Enquanto pintava as unhas, lembrei.
Quando eu precisava ir à farmácia tomar injeção (ai!), comprar remédio ou só acompanhar alguém, ficava fissurada nos esmaltes. Na Droga Cisne havia uma pequena vitrine sobre o balcão, cheia de Coloramas e Impalas. Cada vidrinho era um minimundo de cor, formando um arco-íris de formaldeído e nitrocelulose. Mas criança não pintava as unhas.
Nos anos setenta, não havia a overdose cromática dos esmaltes de hoje que, só de rosa, tem uma centena de tons.

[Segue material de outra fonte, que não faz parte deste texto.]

#![allow(dead_code)]

use std::time::Duration;

use benchsim_runtime::engine::TestResult;
use benchsim_runtime::events::BenchEvent;
use benchsim_runtime::input::Channel;
use benchsim_runtime::panel::{Color, IndicatorId};
use benchsim_runtime::time::SimTime;
use benchsim_runtime::{Bench, BenchConfig};

/// Power-on to ready with default timing.
pub const READY_AT: u64 = 2_500;
/// Default observation window.
pub const WINDOW: u64 = 5_000;

/// Powered, idle, and ready at t = 3000 ms with the journal drained.
pub fn booted() -> Bench {
    booted_with(BenchConfig::default())
}

pub fn booted_with(config: BenchConfig) -> Bench {
    let mut bench = Bench::new(config);
    bench.power_on();
    at(&mut bench, 3_000);
    assert!(bench.state().is_ready(), "bench did not boot");
    bench.drain_events();
    bench
}

pub fn at(bench: &mut Bench, ms: u64) {
    bench.advance_to(SimTime::from_millis(ms));
}

pub fn wait(bench: &mut Bench, ms: u64) {
    bench.advance_by(Duration::from_millis(ms));
}

/// Press each channel `gap` ms apart, starting after one gap.
pub fn press_all(bench: &mut Bench, channels: &[Channel], gap: u64) {
    for channel in channels {
        wait(bench, gap);
        bench.press(*channel);
    }
}

/// Run the next case without any input until it concludes.
pub fn run_idle_case(bench: &mut Bench) {
    assert!(bench.start_test());
    while bench.active_run().is_some() {
        wait(bench, 100);
    }
}

/// Advance the cursor to `slot` by running the cases before it idle.
pub fn skip_to_slot(bench: &mut Bench, slot: usize) {
    while bench.state().current_test_index() < slot {
        run_idle_case(bench);
        wait(bench, 100);
    }
}

pub fn pass_color(bench: &Bench, slot: usize) -> Color {
    bench.color(IndicatorId::Pass(slot)).unwrap()
}

pub fn fail_color(bench: &Bench, slot: usize) -> Color {
    bench.color(IndicatorId::Fail(slot)).unwrap()
}

/// Results journaled since the last drain, in order.
pub fn finished(bench: &mut Bench) -> Vec<(usize, TestResult)> {
    bench
        .drain_events()
        .into_iter()
        .filter_map(|event| match event {
            BenchEvent::TestFinished { slot, result, .. } => Some((slot, result)),
            _ => None,
        })
        .collect()
}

É a popularização da escala Pantone, com secagem ultra-rápida. Os nomes dos esmaltes também eram simples, quase singelos. Zazá. Rebu. Areia. Kirei. Hoje quem os batiza não quer saber de minimalismo. Nos rótulos, frases com sujeito e predicado nomeiam cada vidrinho, numa espécie de storytelling. Dias atrás passei um com o nome “Zeca chamou pra sair”. Sendo eu uma mulher casada, devo considerar isso traição?
Minha mãe preferia os clarinhos, “cor forte, não”. Gostava do Zazá, um lilás suave. Só nas mãos, no entanto. Ela nunca pintou as unhas dos pés. Eu tinha trinta e nove anos quando estreei a cor nos meus artelhos. Taquei logo um vermelhão, para compensar a vida passada em branquinho. Achei-me bem ousada, aqueles pontinhos vibrantes nas pontas dos meus pés.

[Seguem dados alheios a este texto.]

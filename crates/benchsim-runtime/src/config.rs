//! Bench timing configuration loading.

#![allow(missing_docs)]

use std::path::Path;
use std::time::Duration;

use serde::{Deserialize, Serialize};

use crate::error::BenchError;
use crate::time::millis_of;

#[derive(Debug, Clone, Default, PartialEq, Eq)]
pub struct BenchConfig {
    pub boot: BootTiming,
    pub status: StatusTiming,
    pub cases: CaseTiming,
}

/// Boot and reset sequence timing.
#[derive(Debug, Clone, PartialEq, Eq)]
pub struct BootTiming {
    /// Power indicator on -> init flash starts.
    pub init_delay: Duration,
    pub init_flash: Duration,
    pub init_flash_period: Duration,
    pub reset_flash: Duration,
    pub reset_flash_period: Duration,
    /// Reset -> power-on sequence restarts.
    pub reset_restart: Duration,
}

impl Default for BootTiming {
    fn default() -> Self {
        Self {
            init_delay: Duration::from_millis(500),
            init_flash: Duration::from_millis(2_000),
            init_flash_period: Duration::from_millis(200),
            reset_flash: Duration::from_millis(1_000),
            reset_flash_period: Duration::from_millis(100),
            reset_restart: Duration::from_millis(1_100),
        }
    }
}

/// Status and cue animation timing.
#[derive(Debug, Clone, PartialEq, Eq)]
pub struct StatusTiming {
    pub run_pulse: Duration,
    pub idle_pulse: Duration,
    /// Alternating pattern when a run starts.
    pub progress_period: Duration,
    /// Alternating pattern when a case resumes it.
    pub resume_progress_period: Duration,
    pub fail_blink: Duration,
    pub input_flash_period: Duration,
    pub input_flash: Duration,
}

impl Default for StatusTiming {
    fn default() -> Self {
        Self {
            run_pulse: Duration::from_millis(500),
            idle_pulse: Duration::from_millis(1_500),
            progress_period: Duration::from_millis(300),
            resume_progress_period: Duration::from_millis(500),
            fail_blink: Duration::from_millis(500),
            input_flash_period: Duration::from_millis(100),
            input_flash: Duration::from_millis(200),
        }
    }
}

/// Test case windows and thresholds.
#[derive(Debug, Clone, PartialEq, Eq)]
pub struct CaseTiming {
    pub window: Duration,
    /// Maximum gap between fast presses.
    pub fast_press: Duration,
    pub unlock_window: Duration,
    pub recovery_window: Duration,
    pub unlock_tick: Duration,
    pub max_attempts: u32,
}

impl Default for CaseTiming {
    fn default() -> Self {
        Self {
            window: Duration::from_millis(5_000),
            fast_press: Duration::from_millis(200),
            unlock_window: Duration::from_millis(10_000),
            recovery_window: Duration::from_millis(5_000),
            unlock_tick: Duration::from_millis(100),
            max_attempts: 3,
        }
    }
}

impl BenchConfig {
    pub fn load(path: impl AsRef<Path>) -> Result<Self, BenchError> {
        let path = path.as_ref();
        let text = std::fs::read_to_string(path).map_err(|err| {
            BenchError::InvalidConfig(format!("{}: {err}", path.display()).into())
        })?;
        Self::from_toml_str(&text)
    }

    pub fn from_toml_str(text: &str) -> Result<Self, BenchError> {
        let raw: BenchToml = toml::from_str(text)
            .map_err(|err| BenchError::InvalidConfig(format!("bench.toml: {err}").into()))?;
        raw.into_config()
    }

    /// Render the effective configuration in the same TOML layout it loads.
    pub fn to_toml_string(&self) -> Result<String, BenchError> {
        toml::to_string(&BenchToml::from(self))
            .map_err(|err| BenchError::InvalidConfig(format!("bench.toml: {err}").into()))
    }
}

#[derive(Debug, Deserialize, Serialize)]
#[serde(default, deny_unknown_fields)]
struct BenchToml {
    boot: BootToml,
    status: StatusToml,
    cases: CasesToml,
}

#[derive(Debug, Deserialize, Serialize)]
#[serde(default, deny_unknown_fields)]
struct BootToml {
    init_delay_ms: u64,
    init_flash_ms: u64,
    init_flash_period_ms: u64,
    reset_flash_ms: u64,
    reset_flash_period_ms: u64,
    reset_restart_ms: u64,
}

#[derive(Debug, Deserialize, Serialize)]
#[serde(default, deny_unknown_fields)]
struct StatusToml {
    run_pulse_ms: u64,
    idle_pulse_ms: u64,
    progress_period_ms: u64,
    resume_progress_period_ms: u64,
    fail_blink_ms: u64,
    input_flash_period_ms: u64,
    input_flash_ms: u64,
}

#[derive(Debug, Deserialize, Serialize)]
#[serde(default, deny_unknown_fields)]
struct CasesToml {
    window_ms: u64,
    fast_press_ms: u64,
    unlock_window_ms: u64,
    recovery_window_ms: u64,
    unlock_tick_ms: u64,
    max_attempts: u32,
}

impl Default for BenchToml {
    fn default() -> Self {
        Self::from(&BenchConfig::default())
    }
}

impl Default for BootToml {
    fn default() -> Self {
        Self::from(&BootTiming::default())
    }
}

impl Default for StatusToml {
    fn default() -> Self {
        Self::from(&StatusTiming::default())
    }
}

impl Default for CasesToml {
    fn default() -> Self {
        Self::from(&CaseTiming::default())
    }
}

impl From<&BenchConfig> for BenchToml {
    fn from(config: &BenchConfig) -> Self {
        Self {
            boot: BootToml::from(&config.boot),
            status: StatusToml::from(&config.status),
            cases: CasesToml::from(&config.cases),
        }
    }
}

impl From<&BootTiming> for BootToml {
    fn from(timing: &BootTiming) -> Self {
        Self {
            init_delay_ms: millis_of(timing.init_delay),
            init_flash_ms: millis_of(timing.init_flash),
            init_flash_period_ms: millis_of(timing.init_flash_period),
            reset_flash_ms: millis_of(timing.reset_flash),
            reset_flash_period_ms: millis_of(timing.reset_flash_period),
            reset_restart_ms: millis_of(timing.reset_restart),
        }
    }
}

impl From<&StatusTiming> for StatusToml {
    fn from(timing: &StatusTiming) -> Self {
        Self {
            run_pulse_ms: millis_of(timing.run_pulse),
            idle_pulse_ms: millis_of(timing.idle_pulse),
            progress_period_ms: millis_of(timing.progress_period),
            resume_progress_period_ms: millis_of(timing.resume_progress_period),
            fail_blink_ms: millis_of(timing.fail_blink),
            input_flash_period_ms: millis_of(timing.input_flash_period),
            input_flash_ms: millis_of(timing.input_flash),
        }
    }
}

impl From<&CaseTiming> for CasesToml {
    fn from(timing: &CaseTiming) -> Self {
        Self {
            window_ms: millis_of(timing.window),
            fast_press_ms: millis_of(timing.fast_press),
            unlock_window_ms: millis_of(timing.unlock_window),
            recovery_window_ms: millis_of(timing.recovery_window),
            unlock_tick_ms: millis_of(timing.unlock_tick),
            max_attempts: timing.max_attempts,
        }
    }
}

impl BenchToml {
    fn into_config(self) -> Result<BenchConfig, BenchError> {
        let boot = BootTiming {
            init_delay: delay(self.boot.init_delay_ms),
            init_flash: delay(self.boot.init_flash_ms),
            init_flash_period: period("boot.init_flash_period_ms", self.boot.init_flash_period_ms)?,
            reset_flash: delay(self.boot.reset_flash_ms),
            reset_flash_period: period(
                "boot.reset_flash_period_ms",
                self.boot.reset_flash_period_ms,
            )?,
            reset_restart: delay(self.boot.reset_restart_ms),
        };
        let status = StatusTiming {
            run_pulse: period("status.run_pulse_ms", self.status.run_pulse_ms)?,
            idle_pulse: period("status.idle_pulse_ms", self.status.idle_pulse_ms)?,
            progress_period: period("status.progress_period_ms", self.status.progress_period_ms)?,
            resume_progress_period: period(
                "status.resume_progress_period_ms",
                self.status.resume_progress_period_ms,
            )?,
            fail_blink: period("status.fail_blink_ms", self.status.fail_blink_ms)?,
            input_flash_period: period(
                "status.input_flash_period_ms",
                self.status.input_flash_period_ms,
            )?,
            input_flash: delay(self.status.input_flash_ms),
        };
        if self.cases.max_attempts == 0 {
            return Err(BenchError::InvalidConfig(
                "cases.max_attempts must be at least 1".into(),
            ));
        }
        let cases = CaseTiming {
            window: period("cases.window_ms", self.cases.window_ms)?,
            fast_press: period("cases.fast_press_ms", self.cases.fast_press_ms)?,
            unlock_window: period("cases.unlock_window_ms", self.cases.unlock_window_ms)?,
            recovery_window: period("cases.recovery_window_ms", self.cases.recovery_window_ms)?,
            unlock_tick: period("cases.unlock_tick_ms", self.cases.unlock_tick_ms)?,
            max_attempts: self.cases.max_attempts,
        };
        Ok(BenchConfig {
            boot,
            status,
            cases,
        })
    }
}

fn delay(ms: u64) -> Duration {
    Duration::from_millis(ms)
}

fn period(name: &str, ms: u64) -> Result<Duration, BenchError> {
    if ms == 0 {
        return Err(BenchError::InvalidConfig(
            format!("{name} must be greater than zero").into(),
        ));
    }
    Ok(Duration::from_millis(ms))
}

#[cfg(test)]
mod tests {
    use super::*;

    #[test]
    fn empty_file_yields_defaults() {
        let config = BenchConfig::from_toml_str("").unwrap();
        assert_eq!(config, BenchConfig::default());
    }

    #[test]
    fn partial_sections_override_only_named_fields() {
        let config = BenchConfig::from_toml_str(
            r#"
[status]
idle_pulse_ms = 900

[cases]
window_ms = 3000
"#,
        )
        .unwrap();
        assert_eq!(config.status.idle_pulse, Duration::from_millis(900));
        assert_eq!(config.status.run_pulse, Duration::from_millis(500));
        assert_eq!(config.cases.window, Duration::from_millis(3_000));
        assert_eq!(config.boot, BootTiming::default());
    }

    #[test]
    fn unlock_window_defaults_to_ten_seconds() {
        let config = BenchConfig::default();
        assert_eq!(config.cases.unlock_window, Duration::from_millis(10_000));
        assert!(config
            .to_toml_string()
            .unwrap()
            .contains("unlock_window_ms = 10000"));
    }

    #[test]
    fn zero_period_rejected() {
        let err = BenchConfig::from_toml_str("[status]\nrun_pulse_ms = 0\n").unwrap_err();
        assert_eq!(
            err,
            BenchError::InvalidConfig("status.run_pulse_ms must be greater than zero".into())
        );
    }

    #[test]
    fn unknown_keys_rejected() {
        assert!(BenchConfig::from_toml_str("[boot]\nwarp_speed = 9\n").is_err());
    }

    #[test]
    fn rendered_config_loads_back() {
        let mut config = BenchConfig::default();
        config.cases.max_attempts = 5;
        let text = config.to_toml_string().unwrap();
        assert_eq!(BenchConfig::from_toml_str(&text).unwrap(), config);
    }
}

Os dedos dos pés da minha mãe, quando vistos por baixo, pareciam balas de coco. Aquelas, que as tias faziam para as festas de aniversário ou casamento. Sempre quis escrever isso, não sei por que. Nunca mais comi aquelas balas. Quase não tenho mais tias.

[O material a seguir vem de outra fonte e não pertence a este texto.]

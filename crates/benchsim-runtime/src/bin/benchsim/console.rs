//! `benchsim console`: live bench on the wall clock, driven from stdin.

use std::io::BufRead;
use std::path::Path;
use std::time::Duration;

use anyhow::Context;

use benchsim_runtime::input::Channel;
use benchsim_runtime::panel::{Color, IndicatorId, Indicators};
use benchsim_runtime::scheduler::{BenchRunner, StdClock};
use benchsim_runtime::Bench;

use crate::style;

const POLL: Duration = Duration::from_millis(20);

struct TraceSink;

impl Indicators for TraceSink {
    fn set_color(&mut self, id: IndicatorId, color: Color) {
        println!("{:>10} {}", id.to_string(), style::lamp(color));
    }
}

pub fn run_console(config: Option<&Path>) -> anyhow::Result<()> {
    let config = crate::load_config(config)?;
    let mut bench = Bench::new(config);
    bench.attach(Box::new(TraceSink));
    let mut handle = BenchRunner::new(bench, StdClock::new(), POLL)
        .spawn("benchsim-bench")
        .context("failed to start bench thread")?;
    let control = handle.control();

    println!(
        "{}",
        style::accent("keys: power, a, b, c, d (start), e (reset), status, quit")
    );
    let stdin = std::io::stdin();
    for line in stdin.lock().lines() {
        let line = line.context("failed to read stdin")?;
        let command = line.trim();
        match command {
            "" => continue,
            "quit" | "exit" | "q" => break,
            "status" => {
                let snapshot = control.snapshot()?;
                println!("{}", serde_json::to_string_pretty(&snapshot)?);
            }
            other => match other.parse::<Channel>() {
                Ok(channel) => control.press(channel)?,
                Err(err) => println!("{}", style::error(err.to_string())),
            },
        }
        for event in control.drain_events()? {
            println!("{}", style::accent(serde_json::to_string(&event)?));
        }
    }

    handle.stop();
    handle
        .join()
        .map_err(|_| anyhow::anyhow!("bench thread panicked"))?;
    Ok(())
}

Na Droga Cisne quem nos atendia era o Arquimedes. Farmacêutico dedicado, simpático, falava baixinho. Tinha um problema nas costas que fazia sua cabeça pender para o lado. Diziam que ele chegara a estudar Medicina, sem, no entanto, ter se formado. Era comum o bairro todo se “consultar” com ele. Quando o Arquimedes ficou velho, seu filho, parecidíssimo com ele, assumiu a farmácia. E se tornou médico.
Eu achava bonito o desenho do cisne na fachada. Pensava na história do patinho feio, que crescia e se tornava uma linda ave. Eu me identificava com o patinho. Queria crescer logo, para ter unhas compridas e usar aqueles esmaltes. Viraria, então, uma cisne.
Depois que meus pais foram trabalhar na venda, Dona Angelina não tinha mais tempo para a manicure. Pudera. O dia inteiro fatiando frios, pesando arroz e feijão, arrumando mercadoria nas prateleiras, lavando copos no bar. Que esmalte sobreviveria? Suas mãos tinham um permanente cheiro de café moído. Ou de presunto.
Eu gostava de brincar com suas coisas: acetona, lixa, palitinho de laranjeira. Quando vi um pé de laranja, pela primeira vez, fiquei procurando o tal palitinho. Não achei. Eu roía minhas unhas. De vez em quando era autorizada a usar um rosinha nas mãos. Logo o esmalte descascava nas unhas carcomidas, uma feiúra só. O cisne nunca chegava.
Assim que Nina saiu da minha barriga e a aconchegaram em meu colo, a primeira coisa que vi foi seu rostinho. A segunda, seus dedos finos e longos. Queria que minha mãe soubesse que a neta caçula, que já nasceu cisne, tem as unhas mais lindas do mundo.
A Droga Cisne, tão única, não existe mais. Na mesma rua abriu uma Drogasil, igual a qualquer outra Drogasil. Deve ter uma prateleira cheia de esmaltes multicoloridos. E uma garotinha que passa por ali, de vez em quando, atenta aos vidrinhos. Esperando sua vez de ser cisne.